The town council of Andover made a concerted attempt to close down the Quaker meeting in the town during the persecutions of the early 1680s. In May 1682 Friends were ordered out of their meeting-house, and the doors secured against them returning. Nevertheless, the Quakers continued to hold meetings in the town, despite repeated harassment, arrests and imprisonment throughout June and July of that year. Some local officials resorted to violence in an effort to intimidate Friends. Thomas Hooper was thrown to the ground with such force that he was briefly knocked senseless, and his terrified young son thrown to the ground as well.
In the face of these threats, it is remarkable that there are very few recorded cases of Friends renouncing their Quaker faith as a result of persecution. Richard Mountaine, one of the Andover Quakers gaoled in 1682, may have been one. He was in trouble with Friends two years later for ‘contrary’ behaviour, and was disowned in 1685 for marrying outside Friends, but if his experiences in gaol had weakened his commitment to Friends, he was an exception.
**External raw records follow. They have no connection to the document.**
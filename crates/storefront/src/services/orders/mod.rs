//! Order engine.
//!
//! Turns a cart, or a guest's explicit item list, into an order inside a
//! single transaction: snapshot lines, conditional stock decrement, cart
//! clear. Cancellation and admin status changes restore stock in the same
//! way. Any failure rolls the whole unit back.

pub mod number;

use serde::Deserialize;
use sqlx::{Connection, PgConnection, PgPool};
use thiserror::Error;
use tracing::instrument;

use nexora_core::{
    AddressId, Email, GuestContact, OrderId, OrderStatus, OrderTotals, ProductId, Purchaser,
    ShippingPolicy, UserId, VariantId,
};

use crate::db::orders::{self as order_rows, CatalogLine, NewOrder, ORDER_NUMBER_CONSTRAINT, OrderRowHandle};
use crate::db::{OrderRepository, Page, RepositoryError, UserRepository, addresses, is_unique_violation_on};
use crate::models::{Identity, Order, OrderDetail, OrderListEntry};

/// How many order numbers to try before giving up.
pub const MAX_ORDER_NUMBER_ATTEMPTS: u32 = 5;

#[derive(Debug, Error)]
pub enum OrderError {
    #[error("cart is empty")]
    EmptyCart,

    #[error("order must contain at least one item")]
    NoItems,

    #[error("quantity must be at least 1")]
    InvalidQuantity,

    #[error("shipping address not found")]
    AddressNotFound,

    #[error("product not found")]
    ProductNotFound,

    #[error("product is no longer available: {product}")]
    ProductUnavailable { product: String },

    #[error("insufficient stock for {product}")]
    InsufficientStock { product: String },

    #[error("only pending orders can be cancelled (order is {status})")]
    NotCancellable { status: OrderStatus },

    #[error("cannot change a {from} order to {to}")]
    InvalidTransition { from: OrderStatus, to: OrderStatus },

    #[error("invalid guest details: {0}")]
    InvalidGuest(&'static str),

    #[error("order not found")]
    NotFound,

    /// Every generated order number collided.
    #[error("could not allocate a unique order number")]
    OrderNumberExhausted,

    #[error(transparent)]
    Repository(#[from] RepositoryError),
}

impl From<sqlx::Error> for OrderError {
    fn from(err: sqlx::Error) -> Self {
        Self::Repository(RepositoryError::Database(err))
    }
}

/// One requested line of a guest order.
#[derive(Debug, Clone, Deserialize)]
pub struct GuestLine {
    pub product_id: ProductId,
    pub variant_id: Option<VariantId>,
    pub quantity: i32,
}

/// A guest checkout.
#[derive(Debug, Clone)]
pub struct GuestOrderRequest {
    pub contact: GuestContact,
    pub items: Vec<GuestLine>,
    pub notes: String,
}

impl GuestOrderRequest {
    /// Check contact details and line quantities.
    ///
    /// # Errors
    ///
    /// Returns the first problem found.
    pub fn validate(&self) -> Result<(), OrderError> {
        let c = &self.contact;
        if c.name.trim().is_empty() {
            return Err(OrderError::InvalidGuest("name is required"));
        }
        if c.phone.trim().is_empty() {
            return Err(OrderError::InvalidGuest("phone is required"));
        }
        if c.address.trim().is_empty() {
            return Err(OrderError::InvalidGuest("address is required"));
        }
        if self.items.is_empty() {
            return Err(OrderError::NoItems);
        }
        if self.items.iter().any(|l| l.quantity < 1) {
            return Err(OrderError::InvalidQuantity);
        }
        Ok(())
    }
}

pub struct OrderService<'a> {
    pool: &'a PgPool,
    shipping: &'a ShippingPolicy,
}

impl<'a> OrderService<'a> {
    #[must_use]
    pub const fn new(pool: &'a PgPool, shipping: &'a ShippingPolicy) -> Self {
        Self { pool, shipping }
    }

    /// Check out the caller's cart.
    ///
    /// # Errors
    ///
    /// Returns `OrderError::AddressNotFound` if the address is not the
    /// caller's, `OrderError::EmptyCart` for an empty cart, and the
    /// stock/availability errors of the lines. Nothing is written on error.
    #[instrument(skip(self, identity, notes), fields(user_id = %identity.user_id))]
    pub async fn place_order(
        &self,
        identity: &Identity,
        address_id: AddressId,
        notes: &str,
    ) -> Result<OrderDetail, OrderError> {
        let user = UserRepository::new(self.pool)
            .get_by_id(identity.user_id)
            .await?
            .ok_or(OrderError::NotFound)?;

        let mut tx = self.pool.begin().await?;

        addresses::find_owned(&mut tx, address_id, user.id)
            .await?
            .ok_or(OrderError::AddressNotFound)?;

        let lines = order_rows::lock_cart_lines(&mut tx, user.id).await?;
        if lines.is_empty() {
            return Err(OrderError::EmptyCart);
        }

        let purchaser = Purchaser::Registered { user_id: user.id };
        let order = write_order(
            &mut tx,
            &purchaser,
            Some(address_id),
            &user.name,
            &lines,
            notes,
            self.shipping,
        )
        .await?;
        order_rows::clear_cart_lines(&mut tx, user.id, &lines).await?;

        tx.commit().await?;

        tracing::info!(
            order_id = %order.id,
            order_number = %order.order_number,
            total = %order.total,
            "order placed"
        );
        Ok(OrderRepository::new(self.pool).detail(order).await?)
    }

    /// Place an order without an account.
    ///
    /// # Errors
    ///
    /// Returns validation errors for the request, `OrderError::ProductNotFound`
    /// for unknown products or mismatched variants, and the stock errors.
    #[instrument(skip(self, request), fields(items = request.items.len()))]
    pub async fn place_guest_order(
        &self,
        request: &GuestOrderRequest,
    ) -> Result<OrderDetail, OrderError> {
        request.validate()?;

        let mut tx = self.pool.begin().await?;

        let mut lines = Vec::with_capacity(request.items.len());
        for item in &request.items {
            let line = order_rows::resolve_line(&mut tx, item.product_id, item.variant_id, item.quantity)
                .await?
                .ok_or(OrderError::ProductNotFound)?;
            lines.push(line);
        }

        let purchaser = Purchaser::Guest(request.contact.clone());
        let order = write_order(
            &mut tx,
            &purchaser,
            None,
            &request.contact.name,
            &lines,
            request.notes.trim(),
            self.shipping,
        )
        .await?;

        tx.commit().await?;

        tracing::info!(
            order_id = %order.id,
            order_number = %order.order_number,
            total = %order.total,
            "guest order placed"
        );
        Ok(OrderRepository::new(self.pool).detail(order).await?)
    }

    /// Cancel a pending order, returning its stock.
    ///
    /// # Errors
    ///
    /// Returns `OrderError::NotFound` unless the caller owns the order or is
    /// an admin, and `OrderError::NotCancellable` unless it is pending.
    #[instrument(skip(self, identity), fields(user_id = %identity.user_id))]
    pub async fn cancel(&self, id: OrderId, identity: &Identity) -> Result<Order, OrderError> {
        let mut tx = self.pool.begin().await?;

        let order = order_rows::lock_order(&mut tx, id)
            .await?
            .filter(|o| identity.is_admin() || o.purchaser.is_owned_by(identity.user_id))
            .ok_or(OrderError::NotFound)?;

        if !order.status.is_cancellable() {
            return Err(OrderError::NotCancellable {
                status: order.status,
            });
        }

        order_rows::restore_stock(&mut tx, id).await?;
        let order = order_rows::write_status(&mut tx, id, OrderStatus::Cancelled, None).await?;

        tx.commit().await?;

        tracing::info!(order_id = %order.id, "order cancelled");
        Ok(order)
    }

    /// Admin status change. Moving to `cancelled` restores stock.
    ///
    /// # Errors
    ///
    /// Returns `OrderError::NotFound` for unknown orders and
    /// `OrderError::InvalidTransition` when leaving `cancelled`.
    #[instrument(skip(self))]
    pub async fn update_status(
        &self,
        id: OrderId,
        status: OrderStatus,
        tracking_number: Option<&str>,
    ) -> Result<Order, OrderError> {
        let mut tx = self.pool.begin().await?;

        let order = order_rows::lock_order(&mut tx, id)
            .await?
            .ok_or(OrderError::NotFound)?;

        if !order.status.admin_can_transition_to(status) {
            return Err(OrderError::InvalidTransition {
                from: order.status,
                to: status,
            });
        }
        if order.status.restores_stock_on(status) {
            order_rows::restore_stock(&mut tx, id).await?;
        }

        let tracking_number = tracking_number.map(str::trim).filter(|t| !t.is_empty());
        let updated = order_rows::write_status(&mut tx, id, status, tracking_number).await?;

        tx.commit().await?;

        tracing::info!(order_id = %id, from = %order.status, to = %status, "order status updated");
        Ok(updated)
    }

    /// Detail of an order the caller may see.
    ///
    /// # Errors
    ///
    /// Returns `OrderError::NotFound` for missing or foreign orders.
    pub async fn detail_for(
        &self,
        id: OrderId,
        identity: &Identity,
    ) -> Result<OrderDetail, OrderError> {
        let orders = OrderRepository::new(self.pool);
        let order = orders
            .get_visible(id, identity.user_id, identity.is_admin())
            .await?
            .ok_or(OrderError::NotFound)?;
        Ok(orders.detail(order).await?)
    }

    /// # Errors
    ///
    /// Returns `OrderError::Repository` if a query fails.
    pub async fn list_for(
        &self,
        user_id: UserId,
        page: Page,
    ) -> Result<(Vec<OrderListEntry>, i64), OrderError> {
        Ok(OrderRepository::new(self.pool)
            .list_for_user(user_id, page)
            .await?)
    }

    /// Look up an order by number and purchaser email.
    ///
    /// # Errors
    ///
    /// Returns `OrderError::NotFound` if nothing matches both.
    pub async fn track(&self, order_number: &str, email: &Email) -> Result<OrderDetail, OrderError> {
        let orders = OrderRepository::new(self.pool);
        let order = orders
            .find_for_tracking(order_number, email)
            .await?
            .ok_or(OrderError::NotFound)?;
        Ok(orders.detail(order).await?)
    }
}

/// Reserve stock for every line, then insert header and items.
async fn write_order(
    conn: &mut PgConnection,
    purchaser: &Purchaser,
    address_id: Option<AddressId>,
    display_name: &str,
    lines: &[CatalogLine],
    notes: &str,
    shipping: &ShippingPolicy,
) -> Result<Order, OrderError> {
    if let Some(line) = lines.iter().find(|l| !l.purchasable) {
        return Err(OrderError::ProductUnavailable {
            product: line.product_name.clone(),
        });
    }

    // Quantities above stock must fail here, before totals reach NUMERIC columns.
    for line in lines {
        if !order_rows::reserve_stock(conn, line.product_id, line.variant_id, line.quantity).await? {
            return Err(OrderError::InsufficientStock {
                product: line.product_name.clone(),
            });
        }
    }

    let totals = OrderTotals::compute(lines.iter().map(|l| (l.unit_price(), l.quantity)), shipping);
    let header = insert_with_unique_number(conn, purchaser, address_id, display_name, &totals, notes).await?;

    for line in lines {
        order_rows::insert_item(conn, header.id(), line).await?;
    }

    Ok(header.into_order()?)
}

/// Insert the header, retrying order number collisions inside a savepoint.
async fn insert_with_unique_number(
    conn: &mut PgConnection,
    purchaser: &Purchaser,
    address_id: Option<AddressId>,
    display_name: &str,
    totals: &OrderTotals,
    notes: &str,
) -> Result<OrderRowHandle, OrderError> {
    for attempt in 1..=MAX_ORDER_NUMBER_ATTEMPTS {
        let order_number = number::generate(display_name);
        let new = NewOrder {
            order_number: &order_number,
            purchaser,
            address_id,
            totals,
            notes,
        };

        let mut savepoint = conn.begin().await?;
        match order_rows::insert_order(&mut savepoint, &new).await {
            Ok(row) => {
                savepoint.commit().await?;
                return Ok(row);
            }
            Err(e) if is_unique_violation_on(&e, ORDER_NUMBER_CONSTRAINT) => {
                savepoint.rollback().await?;
                tracing::warn!(attempt, %order_number, "order number collision");
            }
            Err(e) => return Err(e.into()),
        }
    }

    Err(OrderError::OrderNumberExhausted)
}

/// Cancel a still-pending order and return its stock, inside the caller's
/// transaction. Returns whether anything changed.
///
/// # Errors
///
/// Returns `OrderError::Repository` if a query fails.
pub(crate) async fn release_pending(
    conn: &mut PgConnection,
    id: OrderId,
) -> Result<bool, OrderError> {
    let Some(order) = order_rows::lock_order(conn, id).await? else {
        return Ok(false);
    };
    if !order.status.is_cancellable() {
        return Ok(false);
    }
    order_rows::restore_stock(conn, id).await?;
    order_rows::write_status(conn, id, OrderStatus::Cancelled, None).await?;
    Ok(true)
}

#[cfg(test)]
#[allow(clippy::unwrap_used)]
mod tests {
    use super::*;

    fn request(items: Vec<GuestLine>) -> GuestOrderRequest {
        GuestOrderRequest {
            contact: GuestContact {
                name: "Siti Rahma".to_owned(),
                email: Email::parse("siti@example.com").unwrap(),
                phone: "08123456789".to_owned(),
                address: "Jl. Merdeka 1, Bandung".to_owned(),
            },
            items,
            notes: String::new(),
        }
    }

    fn line(quantity: i32) -> GuestLine {
        GuestLine {
            product_id: ProductId::generate(),
            variant_id: None,
            quantity,
        }
    }

    #[test]
    fn test_guest_request_requires_items() {
        assert!(matches!(request(vec![]).validate(), Err(OrderError::NoItems)));
    }

    #[test]
    fn test_guest_request_rejects_zero_quantity() {
        assert!(matches!(
            request(vec![line(1), line(0)]).validate(),
            Err(OrderError::InvalidQuantity)
        ));
    }

    #[test]
    fn test_guest_request_requires_contact_fields() {
        let mut r = request(vec![line(1)]);
        r.contact.phone = "  ".to_owned();
        assert!(matches!(r.validate(), Err(OrderError::InvalidGuest(_))));
    }

    #[test]
    fn test_guest_request_ok() {
        assert!(request(vec![line(2)]).validate().is_ok());
    }

    #[test]
    fn test_error_messages_name_the_product() {
        let err = OrderError::InsufficientStock {
            product: "Batik Shirt".to_owned(),
        };
        assert_eq!(err.to_string(), "insufficient stock for Batik Shirt");
    }
}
Furthermore, sometimes the authorities could appear to turn a blind eye to peaceful, if illegal, religious meetings. The campaign against Quakers in Portsmouth lost its momentum after the death of Colonel Legge in 1662, and Friends were largely left in peace thereafter. In 1672 Quakers in Alton built a new meeting-house only yards from the parish church, yet no Quaker would ever be arrested for being at a meeting there. And Andover Quakers, following their summer of persecution in 1682, continued to meet without any further harassment by the authorities.
But the threat of fines or imprisonment for meeting together was always present. In 1682 the tenants of the meeting-house at Alton, Thomas and Ann Bullock, knowing that they ran a very real risk of persecution for allowing illegal religious meetings to be held in the building in which they were living, let Friends know that they were prepared to suffer for this, if it was God’s will. Their faith would not be tested in this way, but they could not have known this at the time.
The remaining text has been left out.